Atlassian today unveiled Compass, a new tool to help software teams keep track of all of the microservices they built and consume inside their organization.
Tiffany To, head of product for Agile and DevOps at Atlassian, noted that Atlassian itself has about 1,500 microservices in production right now. “It’s not surprising that this then creates this need to create some way to track all of those microservices,” she explained. “What you’re seeing in the market now is people are having to figure out how to do this themselves. For Atlassian — this is part of our history — we take things that we go through and then we figure out how to turn them into a product that works for more customers — because we have 200,000 customers, right? We’ve heard very clearly from them. They’re all facing this pain. They’re all trying to learn DevOps and they’re all trying to wrangle tons of DevOps tools.”
And while these companies all want to use the best tools, they then need a way to manage all of them, too.

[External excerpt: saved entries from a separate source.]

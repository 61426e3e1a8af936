//! Wall-clock timing for benchmark variants.
//!
//! Two modes:
//! - [`with_timing`] / [`run_once`]: time a single execution of each
//!   variant, in registration order.
//! - [`measure_variants`]: warm every variant up, then collect samples in
//!   a shuffled order to avoid ordering bias, and summarise them.
//!
//! A failing variant aborts the measurement; nothing is retried.

use crate::error::Result;
use rand::rngs::StdRng;
use rand::seq::SliceRandom;
use rand::SeedableRng;
use std::fmt;
use std::hint::black_box;
use std::time::{Duration, Instant};

use super::bench::time_seed;

/// Configuration for repeated measurements
#[derive(Clone, Debug)]
pub struct TimingConfig {
    /// Number of samples to collect per variant (default: 30)
    pub runs_per_variant: usize,
    /// Number of warmup iterations before measurement (default: 10)
    pub warmup_iterations: usize,
    /// Seed for the sample schedule shuffle (default: time-based)
    pub schedule_seed: Option<u64>,
}

impl Default for TimingConfig {
    fn default() -> Self {
        Self {
            runs_per_variant: 30,
            warmup_iterations: 10,
            schedule_seed: None,
        }
    }
}

/// A variant to be measured
pub struct Variant<'a> {
    /// Unique name of the variant
    pub name: &'static str,
    /// Human-readable description
    pub description: &'static str,
    /// One execution; returns a sample of the result for cross-checking
    pub run: Box<dyn FnMut() -> Result<Option<f64>> + 'a>,
}

/// Outcome of a single timed execution.
#[derive(Clone, Debug)]
pub struct Timing {
    pub name: String,
    pub elapsed: Duration,
    pub result: Option<f64>,
}

impl fmt::Display for Timing {
    fn fmt(&self, f: &mut fmt::Formatter<'_>) -> fmt::Result {
        write!(f, "{} ({} sec)", self.name, self.elapsed.as_secs_f64())
    }
}

/// Result from measuring a single variant
#[derive(Clone, Debug)]
pub struct VariantResult {
    /// Name of the variant
    pub name: String,
    /// Description of the variant
    pub description: String,
    pub avg_time: Duration,
    pub median_time: Duration,
    pub min_time: Duration,
    pub max_time: Duration,
    pub std_dev: Duration,
    /// Number of measured samples
    pub samples: usize,
    /// Last observed result value, for cross-variant comparison
    pub result_sample: Option<f64>,
}

/// Time one call of `f`, logging the elapsed wall-clock time.
///
/// Errors from `f` are returned as-is.
pub fn with_timing<T>(name: &str, f: impl FnOnce() -> Result<T>) -> Result<(T, Duration)> {
    let start = Instant::now();
    let value = f()?;
    let elapsed = start.elapsed();
    log::info!("{} finished in {:?}", name, elapsed);
    Ok((value, elapsed))
}

/// Execute every variant exactly once, in order.
pub fn run_once(variants: Vec<Variant<'_>>) -> Result<Vec<Timing>> {
    variants
        .into_iter()
        .map(|mut variant| {
            let (result, elapsed) = with_timing(variant.name, || (variant.run)())?;
            Ok(Timing {
                name: variant.name.to_string(),
                elapsed,
                result,
            })
        })
        .collect()
}

/// Measure multiple variants with randomized execution order.
///
/// 1. Warms up all variants
/// 2. Creates a shuffled task schedule
/// 3. Times each scheduled execution
/// 4. Summarises the samples per variant
pub fn measure_variants(mut variants: Vec<Variant<'_>>, config: &TimingConfig) -> Result<Vec<VariantResult>> {
    if variants.is_empty() {
        return Ok(Vec::new());
    }

    let samples = config.runs_per_variant;

    for variant in &mut variants {
        for _ in 0..config.warmup_iterations {
            black_box((variant.run)()?);
        }
    }

    // (variant_idx, sample_idx)
    let mut tasks: Vec<(usize, usize)> = (0..variants.len())
        .flat_map(|v| (0..samples).map(move |s| (v, s)))
        .collect();
    let mut rng = StdRng::seed_from_u64(config.schedule_seed.unwrap_or_else(time_seed));
    tasks.shuffle(&mut rng);

    let mut measurements: Vec<Vec<Duration>> = (0..variants.len())
        .map(|_| Vec::with_capacity(samples))
        .collect();
    let mut result_samples: Vec<Option<f64>> = vec![None; variants.len()];

    for (variant_idx, _) in tasks {
        let variant = &mut variants[variant_idx];
        let start = Instant::now();
        let result = black_box((variant.run)()?);
        measurements[variant_idx].push(start.elapsed());
        result_samples[variant_idx] = result;
    }

    Ok(variants
        .into_iter()
        .enumerate()
        .map(|(idx, variant)| {
            let times = std::mem::take(&mut measurements[idx]);
            compute_variant_result(variant.name, variant.description, &times, result_samples[idx])
        })
        .collect())
}

/// Compute statistics from raw measurements
fn compute_variant_result(
    name: &'static str,
    description: &'static str,
    times: &[Duration],
    result_sample: Option<f64>,
) -> VariantResult {
    let mut result = VariantResult {
        name: name.to_string(),
        description: description.to_string(),
        avg_time: Duration::ZERO,
        median_time: Duration::ZERO,
        min_time: Duration::ZERO,
        max_time: Duration::ZERO,
        std_dev: Duration::ZERO,
        samples: times.len(),
        result_sample,
    };
    if times.is_empty() {
        return result;
    }

    let nanos: Vec<f64> = times.iter().map(|t| t.as_nanos() as f64).collect();
    let avg = nanos.iter().sum::<f64>() / nanos.len() as f64;
    let variance = nanos.iter().map(|n| (n - avg) * (n - avg)).sum::<f64>() / (nanos.len() - 1).max(1) as f64;

    result.avg_time = Duration::from_nanos(avg as u64);
    result.median_time = calculate_median(times);
    result.min_time = times.iter().copied().min().unwrap_or_default();
    result.max_time = times.iter().copied().max().unwrap_or_default();
    result.std_dev = Duration::from_nanos(variance.sqrt() as u64);
    result
}

/// Calculate median from a slice of durations.
pub fn calculate_median(times: &[Duration]) -> Duration {
    if times.is_empty() {
        return Duration::ZERO;
    }
    let mut sorted: Vec<_> = times.to_vec();
    sorted.sort();
    sorted[sorted.len() / 2]
}

#[cfg(test)]
mod tests {
    use super::*;
    use crate::error::BenchError;

    fn constant(name: &'static str, value: f64) -> Variant<'static> {
        Variant {
            name,
            description: "constant",
            run: Box::new(move || Ok(Some(value))),
        }
    }

    #[test]
    fn test_measure_variants_empty() {
        let results = measure_variants(vec![], &TimingConfig::default()).unwrap();
        assert!(results.is_empty());
    }

    #[test]
    fn test_measure_variants_counts_samples() {
        let mut calls = 0;
        let variants = vec![Variant {
            name: "counted",
            description: "counts calls",
            run: Box::new(|| {
                calls += 1;
                Ok(Some(42.0))
            }),
        }];
        let config = TimingConfig {
            runs_per_variant: 5,
            warmup_iterations: 2,
            schedule_seed: Some(1),
        };

        let results = measure_variants(variants, &config).unwrap();
        assert_eq!(results.len(), 1);
        assert_eq!(results[0].samples, 5);
        assert_eq!(results[0].result_sample, Some(42.0));
        assert!(results[0].min_time <= results[0].median_time);
        assert!(results[0].median_time <= results[0].max_time);
        assert_eq!(calls, 7);
    }

    #[test]
    fn test_measure_variants_keeps_registration_order() {
        let config = TimingConfig {
            runs_per_variant: 3,
            warmup_iterations: 0,
            schedule_seed: Some(9),
        };
        let results =
            measure_variants(vec![constant("first", 1.0), constant("second", 2.0)], &config).unwrap();
        assert_eq!(results[0].name, "first");
        assert_eq!(results[1].name, "second");
        assert_eq!(results[1].result_sample, Some(2.0));
    }

    #[test]
    fn test_failure_propagates() {
        let variants = vec![
            constant("ok", 1.0),
            Variant {
                name: "broken",
                description: "always fails",
                run: Box::new(|| Err(BenchError::worker(0, "nope"))),
            },
        ];
        let err = measure_variants(variants, &TimingConfig::default()).unwrap_err();
        assert!(matches!(err, BenchError::Worker { chunk: 0, .. }));
    }

    #[test]
    fn test_run_once_in_order() {
        let timings = run_once(vec![constant("a", 1.0), constant("b", 2.0)]).unwrap();
        let names: Vec<&str> = timings.iter().map(|t| t.name.as_str()).collect();
        assert_eq!(names, vec!["a", "b"]);
        assert_eq!(timings[1].result, Some(2.0));
    }

    #[test]
    fn test_timing_display() {
        let timing = Timing {
            name: "sequential".to_string(),
            elapsed: Duration::from_millis(1500),
            result: None,
        };
        assert_eq!(timing.to_string(), "sequential (1.5 sec)");
    }

    #[test]
    fn test_calculate_median() {
        let times = [3, 1, 2].map(Duration::from_millis);
        assert_eq!(calculate_median(&times), Duration::from_millis(2));
        assert_eq!(calculate_median(&[]), Duration::ZERO);
    }
}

Unsurprisingly, that’s where Compass comes in. It’s meant to help development teams aggregate all of this data and give them a single tool for tracking all of the components they use to assemble their software and who is responsible for them. Indeed, one of the core features of Compass is its catalog of components. It tracks the components but also offers a place to share documentation, for example. Maybe just as importantly, the catalog also tracks the dependencies between components and the teams that own them, which ideally makes life a lot easier for developers when something goes awry.
To noted that a catalog like this also helps large enterprises cut down on some of the inefficiencies of building the same components in duplicate because teams simply don’t know what’s already available to them.
“Compass becomes your new hub for doing your developer collaboration,” To said. “We looked at what our customers were telling us when they were trying to collaborate. Everything was happening like in Slack. […] I think a lot of what we’re doing is giving developers a new home.”
A second part of Compass is its scorecards, which the team describes as a “DevOps health tool” that lets developers evaluate the state of their projects based on whatever baselines they set for themselves. Increasingly, it’s up to the development teams to also manage the lifecycle of their projects once they go into production, so a tool like this should make it easier for individual developers and their teams to see the state of the services they manage.
It’s also worth noting that Compass is extensible and compatible with Forge, Atlassian’s cloud app development platform. Developers can extend the service to meet their own needs and also bring in information from all of the other tools they use.
Of course, adopting Compass means that developers have to use yet another tool, but To noted that she thinks of Compass as “a way to organize all the tools that you’re already using.”